# [Exercise]
When a line below contains the word "enabled", copy that line.

————

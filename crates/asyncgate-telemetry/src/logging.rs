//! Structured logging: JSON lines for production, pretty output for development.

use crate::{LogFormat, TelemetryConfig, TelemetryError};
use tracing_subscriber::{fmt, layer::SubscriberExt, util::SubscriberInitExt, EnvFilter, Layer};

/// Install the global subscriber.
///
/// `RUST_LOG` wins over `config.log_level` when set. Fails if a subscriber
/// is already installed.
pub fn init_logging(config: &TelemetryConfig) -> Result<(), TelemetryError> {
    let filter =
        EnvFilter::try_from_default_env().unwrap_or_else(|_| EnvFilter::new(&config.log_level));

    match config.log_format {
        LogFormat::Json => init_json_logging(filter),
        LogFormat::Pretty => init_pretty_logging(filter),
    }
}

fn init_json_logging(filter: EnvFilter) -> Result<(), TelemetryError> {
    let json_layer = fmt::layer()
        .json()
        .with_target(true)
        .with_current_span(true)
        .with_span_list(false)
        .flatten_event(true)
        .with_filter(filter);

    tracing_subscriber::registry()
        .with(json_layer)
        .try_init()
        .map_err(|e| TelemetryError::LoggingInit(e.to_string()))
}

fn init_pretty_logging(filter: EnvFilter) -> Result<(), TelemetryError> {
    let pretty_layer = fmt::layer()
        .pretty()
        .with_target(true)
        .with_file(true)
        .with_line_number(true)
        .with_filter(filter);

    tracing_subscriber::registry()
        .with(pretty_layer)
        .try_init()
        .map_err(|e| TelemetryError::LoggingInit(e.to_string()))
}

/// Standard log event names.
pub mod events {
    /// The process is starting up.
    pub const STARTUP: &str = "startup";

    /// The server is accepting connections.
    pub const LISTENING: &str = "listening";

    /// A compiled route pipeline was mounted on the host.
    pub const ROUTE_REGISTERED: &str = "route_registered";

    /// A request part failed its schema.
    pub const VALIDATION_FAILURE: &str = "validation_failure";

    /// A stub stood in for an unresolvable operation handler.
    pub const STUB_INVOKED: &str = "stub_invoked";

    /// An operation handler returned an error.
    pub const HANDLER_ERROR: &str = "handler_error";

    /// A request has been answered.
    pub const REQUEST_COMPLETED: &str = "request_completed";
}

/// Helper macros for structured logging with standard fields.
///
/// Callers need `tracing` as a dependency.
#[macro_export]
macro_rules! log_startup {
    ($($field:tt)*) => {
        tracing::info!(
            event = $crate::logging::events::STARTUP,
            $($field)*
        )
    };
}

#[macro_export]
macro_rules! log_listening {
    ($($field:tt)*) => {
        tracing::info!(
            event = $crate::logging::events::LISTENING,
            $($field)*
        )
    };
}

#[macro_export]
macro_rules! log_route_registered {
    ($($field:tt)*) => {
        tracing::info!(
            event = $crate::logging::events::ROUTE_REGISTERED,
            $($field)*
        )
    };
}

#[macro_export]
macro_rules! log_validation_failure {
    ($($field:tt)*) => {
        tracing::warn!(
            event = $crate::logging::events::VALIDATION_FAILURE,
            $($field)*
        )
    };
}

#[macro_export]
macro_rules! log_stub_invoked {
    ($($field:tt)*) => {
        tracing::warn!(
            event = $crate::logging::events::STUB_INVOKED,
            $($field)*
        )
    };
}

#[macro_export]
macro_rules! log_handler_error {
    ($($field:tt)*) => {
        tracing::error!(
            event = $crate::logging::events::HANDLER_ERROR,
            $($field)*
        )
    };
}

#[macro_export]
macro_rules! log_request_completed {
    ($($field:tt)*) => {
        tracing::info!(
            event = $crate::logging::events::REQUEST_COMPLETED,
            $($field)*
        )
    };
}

————

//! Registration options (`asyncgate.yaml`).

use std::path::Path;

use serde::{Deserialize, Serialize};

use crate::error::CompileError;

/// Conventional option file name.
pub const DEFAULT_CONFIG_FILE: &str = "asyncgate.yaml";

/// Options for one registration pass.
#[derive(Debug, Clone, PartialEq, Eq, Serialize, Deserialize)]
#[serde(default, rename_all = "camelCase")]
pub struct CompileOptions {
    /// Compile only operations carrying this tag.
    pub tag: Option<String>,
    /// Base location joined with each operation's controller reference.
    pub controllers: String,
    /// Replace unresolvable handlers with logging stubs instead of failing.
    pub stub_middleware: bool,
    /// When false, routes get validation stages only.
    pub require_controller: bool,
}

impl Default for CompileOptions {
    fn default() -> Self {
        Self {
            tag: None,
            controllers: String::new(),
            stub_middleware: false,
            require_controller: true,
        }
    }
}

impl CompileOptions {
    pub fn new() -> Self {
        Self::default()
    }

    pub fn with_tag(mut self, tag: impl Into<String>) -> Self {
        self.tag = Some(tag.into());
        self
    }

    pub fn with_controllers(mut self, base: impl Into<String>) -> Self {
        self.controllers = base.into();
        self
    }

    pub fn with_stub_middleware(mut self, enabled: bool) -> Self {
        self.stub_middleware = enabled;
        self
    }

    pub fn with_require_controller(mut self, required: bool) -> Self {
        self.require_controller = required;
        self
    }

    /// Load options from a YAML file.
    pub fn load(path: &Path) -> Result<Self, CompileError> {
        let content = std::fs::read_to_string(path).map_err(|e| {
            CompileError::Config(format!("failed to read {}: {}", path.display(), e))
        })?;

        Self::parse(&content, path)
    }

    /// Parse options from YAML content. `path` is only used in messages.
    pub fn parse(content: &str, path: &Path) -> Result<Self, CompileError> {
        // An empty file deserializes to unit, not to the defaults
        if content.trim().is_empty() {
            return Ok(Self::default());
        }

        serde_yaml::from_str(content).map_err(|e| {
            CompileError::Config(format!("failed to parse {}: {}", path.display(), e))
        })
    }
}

————

# [Result below]
    pub fn with_stub_middleware(mut self, enabled: bool) -> Self {
        self.stub_middleware = enabled;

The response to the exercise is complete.